— PROBLEM TO SOLVE —
Filter the lines below, keeping each one that holds "data".

— RECORD EXCERPTS —
++++

use serde_json::Value;

use crate::domain::notification::Notification;

#[derive(Debug, Clone, Copy, PartialEq, Eq)]
pub enum PermissionStatus {
    Granted,
    Denied,
    Undetermined,
}

/// Opaque data attached to a platform push message.
#[derive(Debug, Clone, PartialEq)]
pub struct PushPayload {
    pub data: Value,
}

impl PushPayload {
    pub fn new(data: Value) -> Self {
        Self { data }
    }

    /// The notification carried under `notification`, either as an object or
    /// as a serialized JSON string.
    pub fn embedded_notification(&self) -> Option<Notification> {
        let raw = self.data.get("notification")?;

        let parsed = match raw {
            Value::String(s) => serde_json::from_str::<Notification>(s),
            Value::Object(_) => serde_json::from_value::<Notification>(raw.clone()),
            _ => return None,
        };

        match parsed {
            Ok(n) => Some(n),
            Err(e) => {
                tracing::debug!(error = %e, "push payload carries an unrecognised notification");
                None
            }
        }
    }

    pub fn action_url(&self) -> Option<String> {
        self.data
            .get("actionUrl")
            .and_then(Value::as_str)
            .map(str::to_string)
            .or_else(|| self.embedded_notification().and_then(|n| n.action_url))
    }
}
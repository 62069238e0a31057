pub mod errors;
pub mod http;
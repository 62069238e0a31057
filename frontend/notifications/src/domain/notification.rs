use std::fmt;

use chrono::{DateTime, Utc};
use serde::{Deserialize, Serialize};

#[derive(Debug, Clone, Copy, PartialEq, Eq, Hash, Serialize, Deserialize)]
#[serde(rename_all = "lowercase")]
pub enum NotificationType {
    Info,
    Warning,
    Error,
    Success,
    System,
}

impl NotificationType {
    pub fn as_str(&self) -> &'static str {
        match self {
            NotificationType::Info => "info",
            NotificationType::Warning => "warning",
            NotificationType::Error => "error",
            NotificationType::Success => "success",
            NotificationType::System => "system",
        }
    }
}

impl fmt::Display for NotificationType {
    fn fmt(&self, f: &mut fmt::Formatter<'_>) -> fmt::Result {
        f.write_str(self.as_str())
    }
}

/// Business area a notification belongs to. Preferences are keyed by it.
#[derive(Debug, Clone, Copy, PartialEq, Eq, Hash, Serialize, Deserialize)]
#[serde(rename_all = "lowercase")]
pub enum NotificationCategory {
    Hr,
    Inventory,
    Crm,
    Production,
    Quality,
    Maintenance,
    Ledger,
    System,
}

impl NotificationCategory {
    pub fn as_str(&self) -> &'static str {
        match self {
            NotificationCategory::Hr => "hr",
            NotificationCategory::Inventory => "inventory",
            NotificationCategory::Crm => "crm",
            NotificationCategory::Production => "production",
            NotificationCategory::Quality => "quality",
            NotificationCategory::Maintenance => "maintenance",
            NotificationCategory::Ledger => "ledger",
            NotificationCategory::System => "system",
        }
    }
}

impl fmt::Display for NotificationCategory {
    fn fmt(&self, f: &mut fmt::Formatter<'_>) -> fmt::Result {
        f.write_str(self.as_str())
    }
}

#[derive(Debug, Clone, PartialEq, Serialize, Deserialize)]
#[serde(rename_all = "camelCase")]
pub struct Notification {
    pub id: String,
    pub title: String,
    pub message: String,
    #[serde(rename = "type")]
    pub notification_type: NotificationType,
    pub category: NotificationCategory,
    pub is_read: bool,
    #[serde(default, skip_serializing_if = "Option::is_none")]
    pub read_at: Option<DateTime<Utc>>,
    #[serde(default, skip_serializing_if = "Option::is_none")]
    pub action_url: Option<String>,
    pub created_at: DateTime<Utc>,
}

impl Notification {
    pub fn new(
        id: impl Into<String>,
        title: impl Into<String>,
        message: impl Into<String>,
        notification_type: NotificationType,
        category: NotificationCategory,
    ) -> Self {
        Self {
            id: id.into(),
            title: title.into(),
            message: message.into(),
            notification_type,
            category,
            is_read: false,
            read_at: None,
            action_url: None,
            created_at: Utc::now(),
        }
    }

    pub fn mark_read(&mut self, at: DateTime<Utc>) {
        self.is_read = true;
        self.read_at = Some(at);
    }

    pub fn mark_unread(&mut self) {
        self.is_read = false;
        self.read_at = None;
    }

    /// Shallow merge: every `Some` field of the patch replaces the current value.
    pub fn apply(&mut self, patch: NotificationPatch) {
        if let Some(title) = patch.title {
            self.title = title;
        }
        if let Some(message) = patch.message {
            self.message = message;
        }
        if let Some(notification_type) = patch.notification_type {
            self.notification_type = notification_type;
        }
        if let Some(category) = patch.category {
            self.category = category;
        }
        if let Some(is_read) = patch.is_read {
            self.is_read = is_read;
        }
        if let Some(read_at) = patch.read_at {
            self.read_at = read_at;
        }
        if let Some(action_url) = patch.action_url {
            self.action_url = action_url;
        }
    }
}

#[derive(Debug, Clone, Default, PartialEq)]
pub struct NotificationPatch {
    pub title: Option<String>,
    pub message: Option<String>,
    pub notification_type: Option<NotificationType>,
    pub category: Option<NotificationCategory>,
    pub is_read: Option<bool>,
    pub read_at: Option<Option<DateTime<Utc>>>,
    pub action_url: Option<Option<String>>,
}

#[derive(Debug, Clone, Copy, Default, PartialEq, Eq, Serialize, Deserialize)]
pub struct Pagination {
    pub page: u32,
    pub limit: u32,
    pub total: u64,
    pub pages: u32,
}

#[derive(Debug, Clone, PartialEq, Serialize, Deserialize)]
pub struct NotificationPage {
    pub notifications: Vec<Notification>,
    pub pagination: Pagination,
}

++++

— ANSWER SPACE —
/// Opaque data attached to a platform push message.
    pub data: Value,
    pub fn new(data: Value) -> Self {
        Self { data }
        let raw = self.data.get("notification")?;
        self.data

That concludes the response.